Opioid Class Actions
Class action lawsuits brought by opioid users against drug companies remain a possibility, but they too have failed to gain traction.
Class action lawsuits must receive certification before they can proceed. Certification is based on several requirements; failure to meet any of the requirements results in the case not being certified.
Perhaps most troublesome has been the “commonality” requirement that says there must be a legal or factual question common to all class members. Courts have supported drugmakers’ assertion that questions regarding class members’ medical histories, the factual circumstances of their addiction, and whether drug companies misrepresented opioids or inappropriately promoted them could only be determined on an individual—not a class-wide—basis.
Government legal action against opioid manufacturers has been much more successful than individual and class action lawsuits, although some of the settlements reached are seen as disappointments.

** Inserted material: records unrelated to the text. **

//! 闭包工具
//!
//! 以闭包实现 Tool，用于接入外部领域动作（查询商户配置、切换手续费承担方等）或按配置返回固定文本。

use async_trait::async_trait;
use serde_json::Value;

use crate::tools::Tool;

type ToolFn = dyn Fn(Value) -> Result<String, String> + Send + Sync;

/// 闭包工具：名称 + 描述 + 同步处理函数
pub struct FnTool {
    name: String,
    description: String,
    parameters: Option<Value>,
    handler: Box<ToolFn>,
}

impl FnTool {
    pub fn new<F>(name: impl Into<String>, description: impl Into<String>, handler: F) -> Self
    where
        F: Fn(Value) -> Result<String, String> + Send + Sync + 'static,
    {
        Self {
            name: name.into(),
            description: description.into(),
            parameters: None,
            handler: Box::new(handler),
        }
    }

    /// 固定返回 response 的工具
    pub fn canned(
        name: impl Into<String>,
        description: impl Into<String>,
        response: impl Into<String>,
    ) -> Self {
        let response = response.into();
        Self::new(name, description, move |_| Ok(response.clone()))
    }

    pub fn with_parameters(mut self, schema: Value) -> Self {
        self.parameters = Some(schema);
        self
    }
}

#[async_trait]
impl Tool for FnTool {
    fn name(&self) -> &str {
        &self.name
    }

    fn description(&self) -> &str {
        &self.description
    }

    fn parameters_schema(&self) -> Value {
        self.parameters.clone().unwrap_or_else(|| {
            serde_json::json!({
                "type": "object",
                "properties": {},
                "required": []
            })
        })
    }

    async fn execute(&self, args: Value) -> Result<String, String> {
        (self.handler)(args)
    }
}

#[cfg(test)]
mod tests {
    use super::*;

    #[tokio::test]
    async fn test_canned_tool() {
        let tool = FnTool::canned("get_merchant_config", "Reads merchant config", "fee_bearer=platform");
        assert_eq!(tool.execute(Value::Null).await.unwrap(), "fee_bearer=platform");
    }

    #[tokio::test]
    async fn test_handler_sees_args() {
        let tool = FnTool::new("echo", "Echo text", |args| {
            args.get("text")
                .and_then(|v| v.as_str())
                .map(String::from)
                .ok_or_else(|| "missing text".to_string())
        });
        assert_eq!(tool.execute(serde_json::json!({"text": "hi"})).await.unwrap(), "hi");
        assert!(tool.execute(Value::Null).await.is_err());
    }
}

Parens patriae lawsuits—cases in which the state asserts its standing to sue to protect its “quasi-sovereign” interests, such as its interests in the wellbeing of its residents—have effectively allowed state officials to bypass the individual claims requirements that have hampered other lawsuits by naming the state itself as the injured party and seeking damages that can replenish welfare, healthcare, justice, and other social systems stressed by rampant opioid addiction.
Kentucky settled with Purdue Pharma in 2015 for $24 million.
Liability theories also differ in parens patriae cases. For example, they often include public nuisance claims. Public nuisance laws were originally designed to allow the demolition of run-down buildings that threatened the community’s safety.
The state of West Virginia and Pike County, Kentucky settled parens patriae cases with Purdue Pharma for $10 million (2004) and $4 million (2013), respectively. Pike County used the settlement money to expand a drug rehabilitation facility.
Non-parens patriae state lawsuits have made inroads against opioid makers as well.
In 2007, Purdue Pharma settled with 26 states and the District of Columbia for $20 million for unlawfully marketing OxyContin. The multi-state class action lawsuit was inspired by the West Virginia settlement and alleged that Purdue misbranded OxyContin as “less addictive, less subject to abuse and diversion, and less likely to cause tolerance and withdrawal than other pain medications.”
While a $20 million settlement might seem like a big win, an assistant attorney general in the case expressed “tremendous buyer’s remorse” that the case did not settle for more money or lead to substantive changes in opioid prescribing patterns. Indeed, the opioid epidemic has only deepened over the last decade.
Kentucky refused a $500,000 offer in the case, fought for more money, and in 2015 settled with Purdue for $24 million. Former Kentucky Attorney General Greg Stumbo, who filed the 2007 lawsuit, believes the case could be worth $1 billion if it ever reached a jury. But accepting the settlement suggests that the Attorney General’s lawyers had doubts about a win at trial.